* [Assigned task] The word "Configuration" marks the lines to keep; find each one in the data and copy it.

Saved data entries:
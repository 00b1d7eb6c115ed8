use chrono::{NaiveDateTime, Utc};
use serde::{Deserialize, Serialize};
use crate::core::domain::Identifiable;
use crate::core::library::EntityKind;
use crate::utils::date::serializer;

// CatalogEntity is a named collection that books can be listed in
#[derive(Debug, Clone, PartialEq, Serialize, Deserialize)]
pub struct CatalogEntity {
    pub catalog_id: Option<i64>,
    pub version: i64,
    pub name: String,
    pub description: String,
    #[serde(with = "serializer")]
    pub created_at: NaiveDateTime,
    #[serde(with = "serializer")]
    pub updated_at: NaiveDateTime,
}

impl CatalogEntity {
    pub fn new(name: &str, description: &str) -> Self {
        Self {
            catalog_id: None,
            version: 0,
            name: name.to_string(),
            description: description.to_string(),
            created_at: Utc::now().naive_utc(),
            updated_at: Utc::now().naive_utc(),
        }
    }
}

impl Identifiable for CatalogEntity {
    const KIND: EntityKind = EntityKind::Catalog;

    fn id(&self) -> Option<i64> {
        self.catalog_id
    }

    fn version(&self) -> i64 {
        self.version
    }

    fn assign(&mut self, id: i64, version: i64, updated_at: NaiveDateTime) {
        self.catalog_id = Some(id);
        self.version = version;
        self.updated_at = updated_at;
    }
}
use chrono::{NaiveDateTime, Utc};
use serde::{Deserialize, Serialize};
use crate::books::domain::model::BookEntity;
use crate::utils::date::serializer;

// BookDto is a data transfer object for the book service
#[derive(Debug, Clone, PartialEq, Serialize, Deserialize)]
pub struct BookDto {
    pub book_id: Option<i64>,
    pub version: i64,
    pub title: String,
    pub isbn: String,
    pub language: String,
    pub published_year: Option<i32>,
    pub writer_ids: Vec<i64>,
    pub catalog_ids: Vec<i64>,
    #[serde(with = "serializer")]
    pub created_at: NaiveDateTime,
    #[serde(with = "serializer")]
    pub updated_at: NaiveDateTime,
}

impl BookDto {
    pub fn new(isbn: &str, title: &str) -> BookDto {
        BookDto {
            book_id: None,
            version: 0,
            title: title.to_string(),
            isbn: isbn.to_string(),
            language: "en".to_string(),
            published_year: None,
            writer_ids: vec![],
            catalog_ids: vec![],
            created_at: Utc::now().naive_utc(),
            updated_at: Utc::now().naive_utc(),
        }
    }
}

impl From<&BookEntity> for BookDto {
    fn from(other: &BookEntity) -> Self {
        Self {
            book_id: other.book_id,
            version: other.version,
            title: other.title.to_string(),
            isbn: other.isbn.to_string(),
            language: other.language.to_string(),
            published_year: other.published_year,
            writer_ids: other.writer_ids.iter().copied().collect(),
            catalog_ids: other.catalog_ids.iter().copied().collect(),
            created_at: other.created_at,
            updated_at: other.updated_at,
        }
    }
}

impl From<&BookDto> for BookEntity {
    fn from(other: &BookDto) -> Self {
        Self {
            book_id: other.book_id,
            version: other.version,
            title: other.title.to_string(),
            isbn: other.isbn.to_string(),
            language: other.language.to_string(),
            published_year: other.published_year,
            writer_ids: other.writer_ids.iter().copied().collect(),
            catalog_ids: other.catalog_ids.iter().copied().collect(),
            created_at: other.created_at,
            updated_at: other.updated_at,
        }
    }
}

#[cfg(test)]
mod tests {
    use crate::books::domain::model::BookEntity;
    use crate::books::dto::BookDto;

    #[tokio::test]
    async fn test_should_build_books() {
        let book = BookDto::new("isbn", "title");
        assert_eq!("isbn", book.isbn.as_str());
        assert_eq!("title", book.title.as_str());
        assert_eq!("en", book.language.as_str());
    }

    #[tokio::test]
    async fn test_should_dedupe_ids_when_converting() {
        let mut book = BookDto::new("isbn", "title");
        book.writer_ids = vec![4, 2, 4];
        let entity = BookEntity::from(&book);
        assert_eq!(2, entity.writer_ids.len());
        assert_eq!(vec![2, 4], BookDto::from(&entity).writer_ids);
    }
}
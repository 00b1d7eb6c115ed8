use async_trait::async_trait;
use tracing::{info, warn};
use crate::books::domain::BookService;
use crate::books::domain::model::BookEntity;
use crate::books::dto::BookDto;
use crate::books::repository::BookRepository;
use crate::catalogs::domain::model::CatalogEntity;
use crate::catalogs::dto::CatalogDto;
use crate::catalogs::repository::CatalogRepository;
use crate::core::library::{EntityKind, LibraryError, LibraryResult};
use crate::core::repository::Repository;
use crate::persons::domain::model::PersonEntity;
use crate::persons::dto::PersonDto;
use crate::persons::repository::PersonRepository;

pub struct BookServiceImpl {
    book_repository: Box<dyn BookRepository>,
    person_repository: Box<dyn PersonRepository>,
    catalog_repository: Box<dyn CatalogRepository>,
}

impl BookServiceImpl {
    pub fn new(book_repository: Box<dyn BookRepository>,
               person_repository: Box<dyn PersonRepository>,
               catalog_repository: Box<dyn CatalogRepository>) -> Self {
        Self {
            book_repository,
            person_repository,
            catalog_repository,
        }
    }

    async fn load_book(&self, id: i64) -> LibraryResult<BookEntity> {
        self.book_repository.find_by_id(id).await?
            .ok_or_else(|| LibraryError::entity_not_found(EntityKind::Book, id))
    }

    async fn load_person(&self, id: i64) -> LibraryResult<PersonEntity> {
        self.person_repository.find_by_id(id).await?
            .ok_or_else(|| LibraryError::entity_not_found(EntityKind::Person, id))
    }

    async fn load_catalog(&self, id: i64) -> LibraryResult<CatalogEntity> {
        self.catalog_repository.find_by_id(id).await?
            .ok_or_else(|| LibraryError::entity_not_found(EntityKind::Catalog, id))
    }
}

#[async_trait]
impl BookService for BookServiceImpl {
    async fn add_book(&self, book: &BookDto) -> LibraryResult<i64> {
        let mut entity = BookEntity::from(book);
        entity.book_id = None;
        entity.version = 0;
        // writers and catalogs are only associated through add_writer and add_catalog
        entity.writer_ids.clear();
        entity.catalog_ids.clear();
        let saved = self.book_repository.save(&entity).await?;
        info!("added book {:?}", saved);
        saved.book_id.ok_or_else(|| LibraryError::runtime(
            format!("store returned book {} without id", saved.isbn).as_str(), None))
    }

    async fn get_book(&self, id: i64) -> LibraryResult<BookDto> {
        let book = self.load_book(id).await?;
        info!("fetched book {:?}", book);
        Ok(BookDto::from(&book))
    }

    // updates the book fields, writer and catalog associations stay as stored
    async fn update_book(&self, book: &BookDto) -> LibraryResult<()> {
        let mut entity = BookEntity::from(book);
        let stored = match entity.book_id {
            Some(id) => self.book_repository.find_by_id(id).await?,
            None => None,
        };
        match stored {
            Some(stored) => {
                entity.writer_ids = stored.writer_ids;
                entity.catalog_ids = stored.catalog_ids;
            }
            None => {
                entity.writer_ids.clear();
                entity.catalog_ids.clear();
            }
        }
        let saved = self.book_repository.save(&entity).await?;
        info!("updated book {:?}", saved);
        Ok(())
    }

    // writer and catalog memberships live on the book record and go with it
    async fn delete_book(&self, id: i64) -> LibraryResult<()> {
        let book = self.load_book(id).await?;
        self.book_repository.delete_by_id(id).await?;
        info!("deleted book by id {} with {} writers and {} catalogs",
              id, book.writer_ids.len(), book.catalog_ids.len());
        Ok(())
    }

    async fn add_writer(&self, book_id: i64, person_id: i64) -> LibraryResult<()> {
        let mut book = self.load_book(book_id).await?;
        if book.has_writer(person_id) {
            warn!("book by id {} has writer by person id {}", book_id, person_id);
            return Ok(());
        }
        let person = self.load_person(person_id).await?;
        book.writer_ids.insert(person_id);
        self.book_repository.save(&book).await?;
        info!("added writer {} {} to book {}", person.first_name, person.last_name, book_id);
        Ok(())
    }

    async fn remove_writer(&self, book_id: i64, person_id: i64) -> LibraryResult<()> {
        let mut book = self.load_book(book_id).await?;
        let _ = self.load_person(person_id).await?;
        if book.writer_ids.remove(&person_id) {
            self.book_repository.save(&book).await?;
            info!("removed writer {} from book {}", person_id, book_id);
        }
        Ok(())
    }

    async fn add_catalog(&self, book_id: i64, catalog_id: i64) -> LibraryResult<()> {
        let mut book = self.load_book(book_id).await?;
        if book.has_catalog(catalog_id) {
            warn!("book by id {} has catalog by id {}", book_id, catalog_id);
            return Ok(());
        }
        let catalog = self.load_catalog(catalog_id).await?;
        book.catalog_ids.insert(catalog_id);
        self.book_repository.save(&book).await?;
        info!("added book {} to catalog {}", book_id, catalog.name);
        Ok(())
    }

    async fn remove_catalog(&self, book_id: i64, catalog_id: i64) -> LibraryResult<()> {
        let mut book = self.load_book(book_id).await?;
        let _ = self.load_catalog(catalog_id).await?;
        if book.catalog_ids.remove(&catalog_id) {
            self.book_repository.save(&book).await?;
            info!("removed book {} from catalog {}", book_id, catalog_id);
        }
        Ok(())
    }

    async fn get_all_writers(&self, book_id: i64) -> LibraryResult<Vec<PersonDto>> {
        let _ = self.load_book(book_id).await?;
        let writers = self.book_repository.get_writers(book_id).await?
            .ok_or_else(|| LibraryError::entity_not_found(EntityKind::Book, book_id))?;
        Ok(writers.iter().map(PersonDto::from).collect())
    }

    async fn get_all_catalogs(&self, book_id: i64) -> LibraryResult<Vec<CatalogDto>> {
        let _ = self.load_book(book_id).await?;
        let catalogs = self.book_repository.get_catalogs(book_id).await?
            .ok_or_else(|| LibraryError::entity_not_found(EntityKind::Book, book_id))?;
        Ok(catalogs.iter().map(CatalogDto::from).collect())
    }
}
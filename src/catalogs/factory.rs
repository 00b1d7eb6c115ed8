use aws_sdk_dynamodb::Client;
use crate::catalogs::repository::CatalogRepository;
use crate::catalogs::repository::ddb_catalog_repository::DDBCatalogRepository;
use crate::catalogs::repository::memory_catalog_repository::MemoryCatalogRepository;
use crate::core::domain::Configuration;
use crate::core::repository::StoreBackend;
use crate::utils::ddb::{BOOKS_TABLE, CATALOGS_TABLE, SEQUENCES_TABLE};

pub fn create_catalog_repository(backend: &StoreBackend) -> Box<dyn CatalogRepository> {
    match backend {
        StoreBackend::DynamoDB { client, config } => {
            Box::new(create_ddb_catalog_repository(client, config))
        }
        StoreBackend::Memory(db) => {
            Box::new(MemoryCatalogRepository::new(db.gated()))
        }
    }
}

pub(crate) fn create_ddb_catalog_repository(client: &Client, config: &Configuration) -> DDBCatalogRepository {
    DDBCatalogRepository::new(client.clone(),
                              config.table_name(CATALOGS_TABLE).as_str(),
                              config.table_name(SEQUENCES_TABLE).as_str(),
                              config.table_name(BOOKS_TABLE).as_str())
}
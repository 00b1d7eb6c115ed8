use async_trait::async_trait;
use crate::catalogs::domain::model::CatalogEntity;
use crate::catalogs::repository::CatalogRepository;
use crate::core::library::{EntityKind, LibraryError, LibraryResult};
use crate::core::repository::Repository;
use crate::utils::memory::{MemoryDatabase, upsert};

#[derive(Debug, Clone)]
pub struct MemoryCatalogRepository {
    db: MemoryDatabase,
}

impl MemoryCatalogRepository {
    pub fn new(db: MemoryDatabase) -> Self {
        Self { db }
    }
}

#[async_trait]
impl Repository<CatalogEntity> for MemoryCatalogRepository {
    async fn save(&self, entity: &CatalogEntity) -> LibraryResult<CatalogEntity> {
        let _guard = self.db.enter().await;
        self.db.write(|t| upsert(&mut t.catalogs, &mut t.sequences, entity))
    }

    async fn find_by_id(&self, id: i64) -> LibraryResult<Option<CatalogEntity>> {
        let _guard = self.db.enter().await;
        Ok(self.db.read(|t| t.catalogs.get(&id).cloned()))
    }

    async fn delete_by_id(&self, id: i64) -> LibraryResult<usize> {
        let _guard = self.db.enter().await;
        self.db.write(|t| {
            if let Some(book_id) = t.books.values().find(|b| b.has_catalog(id)).and_then(|b| b.book_id) {
                return Err(LibraryError::still_referenced(EntityKind::Catalog, id, book_id));
            }
            Ok(t.catalogs.remove(&id).map_or(0, |_| 1))
        })
    }
}

impl CatalogRepository for MemoryCatalogRepository {}
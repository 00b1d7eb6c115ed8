pub mod ddb_book_repository;
pub mod memory_book_repository;

use async_trait::async_trait;
use crate::books::domain::model::BookEntity;
use crate::catalogs::domain::model::CatalogEntity;
use crate::core::library::LibraryResult;
use crate::core::repository::Repository;
use crate::persons::domain::model::PersonEntity;

#[async_trait]
pub trait BookRepository: Repository<BookEntity> {
    // writers of the book, None when the book does not exist
    async fn get_writers(&self, book_id: i64) -> LibraryResult<Option<Vec<PersonEntity>>>;

    // catalogs listing the book, None when the book does not exist
    async fn get_catalogs(&self, book_id: i64) -> LibraryResult<Option<Vec<CatalogEntity>>>;
}
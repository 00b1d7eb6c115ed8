use std::collections::HashMap;
use async_trait::async_trait;
use aws_sdk_dynamodb::Client;
use aws_sdk_dynamodb::types::AttributeValue;
use chrono::Utc;
use crate::catalogs::domain::model::CatalogEntity;
use crate::catalogs::repository::CatalogRepository;
use crate::core::library::{EntityKind, LibraryError, LibraryResult};
use crate::core::repository::Repository;
use crate::utils::ddb;
use crate::utils::ddb::{CATALOG_PK, parse_date_attribute, parse_number_attribute, parse_opt_number_attribute, parse_string_attribute};

#[derive(Debug, Clone)]
pub struct DDBCatalogRepository {
    client: Client,
    table_name: String,
    sequences_table: String,
    books_table: String,
}

impl DDBCatalogRepository {
    pub(crate) fn new(client: Client, table_name: &str, sequences_table: &str, books_table: &str) -> Self {
        Self {
            client,
            table_name: table_name.to_string(),
            sequences_table: sequences_table.to_string(),
            books_table: books_table.to_string(),
        }
    }

    pub(crate) async fn find_by_ids(&self, ids: &[i64]) -> LibraryResult<Vec<CatalogEntity>> {
        let items = ddb::batch_get_by_ids(&self.client, self.table_name.as_str(), CATALOG_PK, ids).await?;
        let mut found: Vec<CatalogEntity> = items.iter().map(map_to_catalog).collect();
        found.sort_by_key(|e| e.catalog_id);
        Ok(found)
    }
}

#[async_trait]
impl Repository<CatalogEntity> for DDBCatalogRepository {
    async fn save(&self, entity: &CatalogEntity) -> LibraryResult<CatalogEntity> {
        ddb::put_versioned(&self.client, self.table_name.as_str(), CATALOG_PK,
                           self.sequences_table.as_str(), entity).await
    }

    async fn find_by_id(&self, id: i64) -> LibraryResult<Option<CatalogEntity>> {
        let item = ddb::get_by_id(&self.client, self.table_name.as_str(), CATALOG_PK, id).await?;
        Ok(item.as_ref().map(map_to_catalog))
    }

    async fn delete_by_id(&self, id: i64) -> LibraryResult<usize> {
        if let Some(book_id) = ddb::find_referencing_book(&self.client, self.books_table.as_str(), "catalog_ids", id).await? {
            return Err(LibraryError::still_referenced(EntityKind::Catalog, id, book_id));
        }
        ddb::delete_by_id(&self.client, self.table_name.as_str(), CATALOG_PK, id).await
    }
}

impl CatalogRepository for DDBCatalogRepository {}

fn map_to_catalog(map: &HashMap<String, AttributeValue>) -> CatalogEntity {
    CatalogEntity {
        catalog_id: parse_opt_number_attribute(CATALOG_PK, map),
        version: parse_number_attribute("version", map),
        name: parse_string_attribute("name", map).unwrap_or(String::from("")),
        description: parse_string_attribute("description", map).unwrap_or(String::from("")),
        created_at: parse_date_attribute("created_at", map).unwrap_or(Utc::now().naive_utc()),
        updated_at: parse_date_attribute("updated_at", map).unwrap_or(Utc::now().naive_utc()),
    }
}

#[cfg(test)]
mod tests {
    use async_once::AsyncOnce;
    use aws_sdk_dynamodb::Client;
    use lazy_static::lazy_static;
    use crate::catalogs::domain::model::CatalogEntity;
    use crate::catalogs::repository::ddb_catalog_repository::DDBCatalogRepository;
    use crate::core::domain::Configuration;
    use crate::core::library::LibraryError;
    use crate::core::repository::{Repository, RepositoryStore};
    use crate::utils::ddb::{build_db_client, create_library_tables};

    lazy_static! {
        static ref CLIENT: AsyncOnce<Client> = AsyncOnce::new(async {
                let config = Configuration::new(RepositoryStore::LocalDynamoDB);
                let client = build_db_client(&config).await;
                create_library_tables(&client, &config).await;
                client
            });
    }

    #[tokio::test]
    #[ignore = "requires DynamoDB local on localhost:8000"]
    async fn test_should_create_update_catalogs() {
        let catalogs_repo = DDBCatalogRepository::new(CLIENT.get().await.clone(), "catalogs", "sequences", "books");
        let mut catalog = catalogs_repo.save(&CatalogEntity::new("classics", "old books"))
            .await.expect("should create catalog");
        let stale = catalog.clone();
        catalog.description = "older books".to_string();
        let updated = catalogs_repo.save(&catalog).await.expect("should update catalog");
        assert_eq!(2, updated.version);

        let res = catalogs_repo.save(&stale).await;
        assert!(matches!(res, Err(LibraryError::CurrentlyUnavailable { .. })));
    }
}
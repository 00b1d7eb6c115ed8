use crate::core::library::{LibraryError, LibraryResult};

// installs the json subscriber for CloudWatch friendly logs; fails if a global
// subscriber was already installed
pub fn setup_tracing() -> LibraryResult<()> {
    tracing_subscriber::fmt()
        .with_max_level(tracing::Level::INFO)
        // disable printing the name of the module in every log line.
        .with_target(false)
        // ANSI color codes show up in a confusing manner in CloudWatch logs.
        .with_ansi(false)
        // CloudWatch adds the ingestion time.
        .without_time()
        .json()
        .try_init()
        .map_err(|err| LibraryError::runtime(
            format!("failed to setup tracing {}", err).as_str(), None))
}
use chrono::NaiveDateTime;
use serde::{Deserialize, Serialize};
use crate::catalogs::domain::model::CatalogEntity;
use crate::utils::date::serializer;

#[derive(Debug, Clone, PartialEq, Serialize, Deserialize)]
pub struct CatalogDto {
    pub catalog_id: Option<i64>,
    pub version: i64,
    pub name: String,
    pub description: String,
    #[serde(with = "serializer")]
    pub created_at: NaiveDateTime,
    #[serde(with = "serializer")]
    pub updated_at: NaiveDateTime,
}

impl From<&CatalogEntity> for CatalogDto {
    fn from(other: &CatalogEntity) -> Self {
        Self {
            catalog_id: other.catalog_id,
            version: other.version,
            name: other.name.to_string(),
            description: other.description.to_string(),
            created_at: other.created_at,
            updated_at: other.updated_at,
        }
    }
}
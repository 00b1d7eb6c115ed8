pub mod date;
pub mod ddb;
pub mod logs;
pub mod memory;
pub mod model;
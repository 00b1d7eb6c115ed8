use std::fmt;
use std::fmt::{Display, Formatter};
use std::future::Future;
use std::sync::Arc;
use async_trait::async_trait;
use tracing::{debug, warn};
use uuid::Uuid;
use crate::core::library::LibraryResult;
use crate::core::repository::StoreBackend;
use crate::utils::memory::MemoryTransactionManager;

#[derive(Debug, PartialEq, Clone, Copy)]
pub enum TransactionMode {
    ReadOnly,
    ReadWrite,
}

impl Display for TransactionMode {
    fn fmt(&self, f: &mut Formatter) -> fmt::Result {
        match self {
            TransactionMode::ReadOnly => write!(f, "ReadOnly"),
            TransactionMode::ReadWrite => write!(f, "ReadWrite"),
        }
    }
}

#[async_trait]
pub trait Transaction: Send {
    fn id(&self) -> &str;
    async fn commit(&mut self) -> LibraryResult<()>;
    async fn rollback(&mut self) -> LibraryResult<()>;
}

#[async_trait]
pub trait TransactionManager: Sync + Send {
    async fn begin(&self, mode: TransactionMode) -> LibraryResult<Box<dyn Transaction>>;
}

/// Runs `op` inside a transaction begun on `manager`. The transaction is committed
/// when `op` succeeds and rolled back when it fails; a failing rollback is logged
/// and the error of `op` is returned.
pub async fn run_in_transaction<T, F>(manager: &dyn TransactionManager,
                                      mode: TransactionMode, op: F) -> LibraryResult<T>
    where F: Future<Output=LibraryResult<T>> + Send {
    let mut tx = manager.begin(mode).await?;
    debug!("began {} transaction {}", mode, tx.id());
    match op.await {
        Ok(res) => {
            tx.commit().await?;
            debug!("committed transaction {}", tx.id());
            Ok(res)
        }
        Err(err) => {
            if let Err(rollback_err) = tx.rollback().await {
                warn!("failed to rollback transaction {} due to {}", tx.id(), rollback_err);
            } else {
                debug!("rolled back transaction {} due to {}", tx.id(), err);
            }
            Err(err)
        }
    }
}

// AutoCommitTransactionManager is used by stores whose writes are atomic per record,
// every write is already durable when the store call returns.
#[derive(Debug, Default)]
pub struct AutoCommitTransactionManager {}

impl AutoCommitTransactionManager {
    pub fn new() -> Self {
        Self {}
    }
}

#[async_trait]
impl TransactionManager for AutoCommitTransactionManager {
    async fn begin(&self, _mode: TransactionMode) -> LibraryResult<Box<dyn Transaction>> {
        Ok(Box::new(AutoCommitTransaction { id: Uuid::new_v4().to_string() }))
    }
}

struct AutoCommitTransaction {
    id: String,
}

#[async_trait]
impl Transaction for AutoCommitTransaction {
    fn id(&self) -> &str {
        self.id.as_str()
    }

    async fn commit(&mut self) -> LibraryResult<()> {
        Ok(())
    }

    async fn rollback(&mut self) -> LibraryResult<()> {
        Ok(())
    }
}

pub fn create_transaction_manager(backend: &StoreBackend) -> Arc<dyn TransactionManager> {
    match backend {
        StoreBackend::DynamoDB { .. } => {
            Arc::new(AutoCommitTransactionManager::new())
        }
        StoreBackend::Memory(db) => {
            Arc::new(MemoryTransactionManager::new(db.clone()))
        }
    }
}
use std::collections::HashMap;
use async_trait::async_trait;
use aws_sdk_dynamodb::Client;
use aws_sdk_dynamodb::types::AttributeValue;
use chrono::Utc;
use crate::core::library::{EntityKind, LibraryError, LibraryResult};
use crate::core::repository::Repository;
use crate::persons::domain::model::PersonEntity;
use crate::persons::repository::PersonRepository;
use crate::utils::ddb;
use crate::utils::ddb::{parse_date_attribute, parse_number_attribute, parse_opt_number_attribute, parse_string_attribute, PERSON_PK};

#[derive(Debug, Clone)]
pub struct DDBPersonRepository {
    client: Client,
    table_name: String,
    sequences_table: String,
    books_table: String,
}

impl DDBPersonRepository {
    pub(crate) fn new(client: Client, table_name: &str, sequences_table: &str, books_table: &str) -> Self {
        Self {
            client,
            table_name: table_name.to_string(),
            sequences_table: sequences_table.to_string(),
            books_table: books_table.to_string(),
        }
    }

    pub(crate) async fn find_by_ids(&self, ids: &[i64]) -> LibraryResult<Vec<PersonEntity>> {
        let items = ddb::batch_get_by_ids(&self.client, self.table_name.as_str(), PERSON_PK, ids).await?;
        let mut found: Vec<PersonEntity> = items.iter().map(map_to_person).collect();
        found.sort_by_key(|e| e.person_id);
        Ok(found)
    }
}

#[async_trait]
impl Repository<PersonEntity> for DDBPersonRepository {
    async fn save(&self, entity: &PersonEntity) -> LibraryResult<PersonEntity> {
        ddb::put_versioned(&self.client, self.table_name.as_str(), PERSON_PK,
                           self.sequences_table.as_str(), entity).await
    }

    async fn find_by_id(&self, id: i64) -> LibraryResult<Option<PersonEntity>> {
        let item = ddb::get_by_id(&self.client, self.table_name.as_str(), PERSON_PK, id).await?;
        Ok(item.as_ref().map(map_to_person))
    }

    async fn delete_by_id(&self, id: i64) -> LibraryResult<usize> {
        if let Some(book_id) = ddb::find_referencing_book(&self.client, self.books_table.as_str(), "writer_ids", id).await? {
            return Err(LibraryError::still_referenced(EntityKind::Person, id, book_id));
        }
        ddb::delete_by_id(&self.client, self.table_name.as_str(), PERSON_PK, id).await
    }
}

impl PersonRepository for DDBPersonRepository {}

fn map_to_person(map: &HashMap<String, AttributeValue>) -> PersonEntity {
    PersonEntity {
        person_id: parse_opt_number_attribute(PERSON_PK, map),
        version: parse_number_attribute("version", map),
        first_name: parse_string_attribute("first_name", map).unwrap_or(String::from("")),
        last_name: parse_string_attribute("last_name", map).unwrap_or(String::from("")),
        email: parse_string_attribute("email", map).unwrap_or(String::from("")),
        created_at: parse_date_attribute("created_at", map).unwrap_or(Utc::now().naive_utc()),
        updated_at: parse_date_attribute("updated_at", map).unwrap_or(Utc::now().naive_utc()),
    }
}
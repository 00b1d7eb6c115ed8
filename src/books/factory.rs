use crate::books::domain::BookService;
use crate::books::domain::service::BookServiceImpl;
use crate::books::domain::transactional::TransactionalBookService;
use crate::books::repository::BookRepository;
use crate::books::repository::ddb_book_repository::DDBBookRepository;
use crate::books::repository::memory_book_repository::MemoryBookRepository;
use crate::catalogs::factory::{create_catalog_repository, create_ddb_catalog_repository};
use crate::catalogs::repository::memory_catalog_repository::MemoryCatalogRepository;
use crate::core::repository::StoreBackend;
use crate::core::transaction::create_transaction_manager;
use crate::persons::factory::{create_ddb_person_repository, create_person_repository};
use crate::persons::repository::memory_person_repository::MemoryPersonRepository;
use crate::utils::ddb::{BOOKS_TABLE, SEQUENCES_TABLE};

pub fn create_book_repository(backend: &StoreBackend) -> Box<dyn BookRepository> {
    match backend {
        StoreBackend::DynamoDB { client, config } => {
            Box::new(DDBBookRepository::new(client.clone(),
                                            config.table_name(BOOKS_TABLE).as_str(),
                                            config.table_name(SEQUENCES_TABLE).as_str(),
                                            create_ddb_person_repository(client, config),
                                            create_ddb_catalog_repository(client, config)))
        }
        StoreBackend::Memory(db) => {
            Box::new(MemoryBookRepository::new(db.gated()))
        }
    }
}

// builds the book service over the backend with every call wrapped in a transaction
pub fn create_book_service(backend: &StoreBackend) -> Box<dyn BookService> {
    let svc = match backend {
        StoreBackend::DynamoDB { .. } => {
            BookServiceImpl::new(create_book_repository(backend),
                                 create_person_repository(backend),
                                 create_catalog_repository(backend))
        }
        // the transaction holds the gate for the whole call
        StoreBackend::Memory(db) => {
            BookServiceImpl::new(Box::new(MemoryBookRepository::new(db.ungated())),
                                 Box::new(MemoryPersonRepository::new(db.ungated())),
                                 Box::new(MemoryCatalogRepository::new(db.ungated())))
        }
    };
    Box::new(TransactionalBookService::new(Box::new(svc), create_transaction_manager(backend)))
}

* [Response]
use crate::core::domain::Configuration;
pub(crate) fn create_ddb_catalog_repository(client: &Client, config: &Configuration) -> DDBCatalogRepository {
    use crate::core::domain::Configuration;
                let config = Configuration::new(RepositoryStore::LocalDynamoDB);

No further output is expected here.